TRY IT -
The data below holds the lines to copy: everything from the line containing "pub fn leading_int(s: &str)" to the line containing "-50.0), with_available(2, 0.0)];", both ends included, set down exactly.

DATA IN THIS EXERCISE -

____________________

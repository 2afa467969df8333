// Ordering of a filtered view. Stable: equal keys keep their prior order.
use shared::models::{SortDirection, SortKey, SortKind, Unit};
use std::cmp::Ordering;

pub fn sort(view: &mut [&Unit], key: SortKey, direction: SortDirection) {
    view.sort_by(|a, b| {
        let ord = compare(a, b, key);
        match direction {
            SortDirection::Ascending => ord,
            SortDirection::Descending => ord.reverse(),
        }
    });
}

pub fn compare(a: &Unit, b: &Unit, key: SortKey) -> Ordering {
    match key.kind() {
        SortKind::MonetaryTotal => {
            let total = |u: &Unit| key.monetary(u).map_or(0.0, |m| m.total);
            total(a).partial_cmp(&total(b)).unwrap_or(Ordering::Equal)
        }
        SortKind::NumericCode => leading_int(key.text(a)).cmp(&leading_int(key.text(b))),
        SortKind::Text => text_order(key.text(a), key.text(b)),
    }
}

/// Integer at the start of `s` ("0026" -> 26, "12-A" -> 12); 0 when there is none.
pub fn leading_int(s: &str) -> i64 {
    let s = s.trim_start();
    let (negative, digits) = match s.as_bytes().first() {
        Some(b'-') => (true, &s[1..]),
        Some(b'+') => (false, &s[1..]),
        _ => (false, s),
    };
    let value = digits
        .bytes()
        .take_while(u8::is_ascii_digit)
        .fold(0i64, |acc, d| acc.saturating_mul(10).saturating_add(i64::from(d - b'0')));
    if negative {
        -value
    } else {
        value
    }
}

/// Case-insensitive comparison that ranks accented letters with their base
/// letter first ("Água" sorts next to "agua"), then by exact lower-case text.
pub fn text_order(a: &str, b: &str) -> Ordering {
    let (a, b) = (a.to_lowercase(), b.to_lowercase());
    fold_accents(&a).cmp(&fold_accents(&b)).then_with(|| a.cmp(&b))
}

fn fold_accents(s: &str) -> String {
    s.chars()
        .map(|c| match c {
            'á' | 'à' | 'â' | 'ã' | 'ä' | 'å' => 'a',
            'é' | 'è' | 'ê' | 'ë' => 'e',
            'í' | 'ì' | 'î' | 'ï' => 'i',
            'ó' | 'ò' | 'ô' | 'õ' | 'ö' => 'o',
            'ú' | 'ù' | 'û' | 'ü' => 'u',
            'ç' => 'c',
            'ñ' => 'n',
            other => other,
        })
        .collect()
}

#[cfg(test)]
mod tests {
    use super::*;
    use shared::models::{MonetaryBreakdown, Project};

    fn unit(sequence_index: usize) -> Unit {
        Unit { sequence_index, ..Default::default() }
    }

    fn with_available(sequence_index: usize, total: f64) -> Unit {
        Unit {
            available_balance: MonetaryBreakdown { total, ..Default::default() },
            ..unit(sequence_index)
        }
    }

    fn indexes(view: &[&Unit]) -> Vec<usize> {
        view.iter().map(|u| u.sequence_index).collect()
    }

    #[test]
    fn test_monetary_descending() {
        let units = vec![with_available(0, 100.0), with_available(1, -50.0), with_available(2, 0.0)];
        let mut view: Vec<&Unit> = units.iter().collect();
        sort(&mut view, SortKey::AvailableBalance, SortDirection::Descending);
        let totals: Vec<f64> = view.iter().map(|u| u.available_balance.total).collect();
        assert_eq!(totals, vec![100.0, 0.0, -50.0]);
    }

    #[test]
    fn test_monetary_compares_total_not_parts() {
        let mut a = with_available(0, 10.0);
        a.available_balance.capital = 1000.0;
        let b = with_available(1, 20.0);
        assert_eq!(compare(&a, &b, SortKey::AvailableBalance), Ordering::Less);
    }

    #[test]
    fn test_numeric_codes_compare_as_integers() {
        let units: Vec<Unit> = ["10", "9", "abc", "2"]
            .iter()
            .enumerate()
            .map(|(i, nte)| Unit { nte: nte.to_string(), ..unit(i) })
            .collect();
        let mut view: Vec<&Unit> = units.iter().collect();
        sort(&mut view, SortKey::Nte, SortDirection::Ascending);
        assert_eq!(indexes(&view), vec![2, 3, 1, 0]);
    }

    #[test]
    fn test_leading_int() {
        assert_eq!(leading_int("0026"), 26);
        assert_eq!(leading_int(" 12-A"), 12);
        assert_eq!(leading_int("-7"), -7);
        assert_eq!(leading_int("NTE 3"), 0);
        assert_eq!(leading_int(""), 0);
    }

    #[test]
    fn test_text_order_ignores_case_and_accents() {
        assert_eq!(text_order("Água Fria", "alagoinhas"), Ordering::Less);
        assert_eq!(text_order("salvador", "SALVADOR"), Ordering::Equal);
        assert_eq!(text_order("Itabuna", "Ilhéus"), Ordering::Greater);
    }

    #[test]
    fn test_sort_is_stable_both_directions() {
        let units: Vec<Unit> = ["Salvador", "Feira", "salvador", "Feira"]
            .iter()
            .enumerate()
            .map(|(i, m)| Unit { municipality: m.to_string(), ..unit(i) })
            .collect();

        let mut asc: Vec<&Unit> = units.iter().collect();
        sort(&mut asc, SortKey::Municipality, SortDirection::Ascending);
        assert_eq!(indexes(&asc), vec![1, 3, 0, 2]);

        let mut desc: Vec<&Unit> = units.iter().collect();
        sort(&mut desc, SortKey::Municipality, SortDirection::Descending);
        assert_eq!(indexes(&desc), vec![0, 2, 1, 3]);
    }

    #[test]
    fn test_sort_by_project_status() {
        let units: Vec<Unit> = ["NÃO", "implantado", ""]
            .iter()
            .enumerate()
            .map(|(i, s)| Unit { lab_robotica: s.to_string(), ..unit(i) })
            .collect();
        let mut view: Vec<&Unit> = units.iter().collect();
        sort(&mut view, SortKey::Project(Project::LabRobotica), SortDirection::Ascending);
        assert_eq!(indexes(&view), vec![2, 1, 0]);
    }
}
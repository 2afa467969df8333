use thiserror::Error;

#[derive(Error, Debug)]
pub enum EngineError {
    #[error("Configuration error: {0}")]
    ConfigError(String),

    #[error("CSV writing system error: {source}")]
    CsvSystemError {
        #[from]
        source: csv::Error,
    },

    #[error("I/O error: {source}")]
    IoError {
        #[from]
        source: std::io::Error,
    },

    #[error("HTTP error: {source}")]
    HttpError {
        #[from]
        source: reqwest::Error,
    },

    #[error("Report source '{url}' answered with status {status}")]
    FetchStatus { url: String, status: u16 },

    #[error("Internal processing error: {0}")]
    ProcessingError(String),

    #[error(transparent)]
    AnyhowError(#[from] anyhow::Error),
}

impl EngineError {
    /// Text shown to the user when a load or export fails.
    pub fn user_message(&self) -> String {
        match self {
            EngineError::FetchStatus { .. } | EngineError::HttpError { .. } => {
                "Falha ao carregar dados. Verifique o link e o compartilhamento da planilha.".to_string()
            }
            EngineError::IoError { source } => format!("Falha ao ler o arquivo: {}", source),
            EngineError::ConfigError(msg) => format!("Configuração inválida: {}", msg),
            EngineError::CsvSystemError { source } => format!("Falha ao gerar CSV: {}", source),
            EngineError::ProcessingError(msg) => format!("Erro de processamento: {}", msg),
            EngineError::AnyhowError(source) => format!("Erro inesperado: {}", source),
        }
    }
}
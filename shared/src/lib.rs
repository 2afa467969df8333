pub mod models;
pub mod utils;

pub use models::{
    AccountStatus, DeployedCounts, FilterDimension, FilterSelection, MonetaryBreakdown, Project,
    QuerySpec, SortDirection, SortKey, SortKind, Summary, Unit,
};
pub use utils::brazilian_format;
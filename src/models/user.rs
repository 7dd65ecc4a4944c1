//! Minimal user record, supplied by the host's session layer.

use serde::{Deserialize, Serialize};
use uuid::Uuid;

/// Anonymous user UUID (nil UUID).
pub const ANONYMOUS_USER_ID: Uuid = Uuid::nil();

/// The viewing user for a render.
#[derive(Debug, Clone, PartialEq, Eq, Serialize, Deserialize)]
pub struct User {
    pub id: Uuid,
    pub name: String,
    pub is_admin: bool,
}

impl User {
    /// Build an authenticated user.
    pub fn new(name: &str, is_admin: bool) -> Self {
        Self {
            id: Uuid::now_v7(),
            name: name.to_string(),
            is_admin,
        }
    }

    /// The anonymous user, used when a render has no session.
    pub fn anonymous() -> Self {
        Self {
            id: ANONYMOUS_USER_ID,
            name: "anonymous".to_string(),
            is_admin: false,
        }
    }

    /// Check if this is the anonymous user.
    pub fn is_anonymous(&self) -> bool {
        self.id == ANONYMOUS_USER_ID
    }
}

impl Default for User {
    fn default() -> Self {
        Self::anonymous()
    }
}
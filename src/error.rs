//! Library error types.

use thiserror::Error;

/// Errors surfaced by menu selection, content lookup, and tag invocation.
#[derive(Debug, Error)]
pub enum Error {
    /// No top-level page matches the requested menu name. This is a
    /// content/configuration error and is fatal to the render that hit it.
    #[error("menu does not exist: no top-level page found with the title '{menu}'")]
    MenuNotFound { menu: String },

    /// A tag was invoked with a bad argument shape. This is a
    /// template-authoring bug, not a runtime condition to recover from.
    #[error("invalid tag usage: {0}")]
    InvalidUsage(String),

    /// A tag required an implicit value (e.g. the current page) that the
    /// render context does not carry.
    #[error("missing render context value: {0}")]
    MissingContext(String),

    /// A sub-template failed to render.
    #[error("template error")]
    Template(#[from] tera::Error),
}

/// Result type alias using [`Error`].
pub type Result<T> = std::result::Result<T, Error>;
//! Explicit, immutable render context.
//!
//! Tags never mutate shared state: each receives the context by
//! reference and returns either HTML or a binding, and the host applies
//! bindings by deriving a new context. This keeps the data flow through a
//! template render auditable.

use std::collections::BTreeMap;

use tera::Value;

use crate::models::{Page, User};

use super::registry::TagOutput;

/// Per-request render context: the viewing user, the page being viewed
/// (if any), and named variables bound during the render.
#[derive(Debug, Clone, Default)]
pub struct RenderContext {
    user: User,
    page: Option<Page>,
    vars: BTreeMap<String, Value>,
}

impl RenderContext {
    /// Context for a render on behalf of `user`.
    pub fn new(user: User) -> Self {
        Self {
            user,
            page: None,
            vars: BTreeMap::new(),
        }
    }

    /// Context for a render with no session (anonymous user).
    pub fn anonymous() -> Self {
        Self::default()
    }

    /// Derive a context with the currently viewed page set.
    pub fn with_page(mut self, page: Page) -> Self {
        self.page = Some(page);
        self
    }

    /// Derive a context with one more variable bound.
    pub fn with_var(&self, name: &str, value: Value) -> Self {
        let mut next = self.clone();
        next.vars.insert(name.to_string(), value);
        next
    }

    /// Apply a tag output: bindings derive a new context, HTML leaves the
    /// context untouched and is returned to the caller.
    pub fn apply(&self, output: TagOutput) -> (Self, String) {
        match output {
            TagOutput::Html(html) => (self.clone(), html),
            TagOutput::Bind { name, value } => (self.with_var(&name, value), String::new()),
        }
    }

    /// The viewing user.
    pub fn user(&self) -> &User {
        &self.user
    }

    /// The currently viewed page, if any.
    pub fn page(&self) -> Option<&Page> {
        self.page.as_ref()
    }

    /// A bound variable.
    pub fn var(&self, name: &str) -> Option<&Value> {
        self.vars.get(name)
    }

    /// All bound variables, in name order.
    pub fn vars(&self) -> impl Iterator<Item = (&str, &Value)> {
        self.vars.iter().map(|(k, v)| (k.as_str(), v))
    }
}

____________________

SOLUTION -
pub fn leading_int(s: &str) -> i64 {
    let s = s.trim_start();
    let (negative, digits) = match s.as_bytes().first() {
        Some(b'-') => (true, &s[1..]),
        Some(b'+') => (false, &s[1..]),
        _ => (false, s),
    };
    let value = digits
        .bytes()
        .take_while(u8::is_ascii_digit)
        .fold(0i64, |acc, d| acc.saturating_mul(10).saturating_add(i64::from(d - b'0')));
    if negative {
        -value
    } else {
        value
    }
}

/// Case-insensitive comparison that ranks accented letters with their base
/// letter first ("Água" sorts next to "agua"), then by exact lower-case text.
pub fn text_order(a: &str, b: &str) -> Ordering {
    let (a, b) = (a.to_lowercase(), b.to_lowercase());
    fold_accents(&a).cmp(&fold_accents(&b)).then_with(|| a.cmp(&b))
}

fn fold_accents(s: &str) -> String {
    s.chars()
        .map(|c| match c {
            'á' | 'à' | 'â' | 'ã' | 'ä' | 'å' => 'a',
            'é' | 'è' | 'ê' | 'ë' => 'e',
            'í' | 'ì' | 'î' | 'ï' => 'i',
            'ó' | 'ò' | 'ô' | 'õ' | 'ö' => 'o',
            'ú' | 'ù' | 'û' | 'ü' => 'u',
            'ç' => 'c',
            'ñ' => 'n',
            other => other,
        })
        .collect()
}

#[cfg(test)]
mod tests {
    use super::*;
    use shared::models::{MonetaryBreakdown, Project};

    fn unit(sequence_index: usize) -> Unit {
        Unit { sequence_index, ..Default::default() }
    }

    fn with_available(sequence_index: usize, total: f64) -> Unit {
        Unit {
            available_balance: MonetaryBreakdown { total, ..Default::default() },
            ..unit(sequence_index)
        }
    }

    fn indexes(view: &[&Unit]) -> Vec<usize> {
        view.iter().map(|u| u.sequence_index).collect()
    }

    #[test]
    fn test_monetary_descending() {
        let units = vec![with_available(0, 100.0), with_available(1, -50.0), with_available(2, 0.0)];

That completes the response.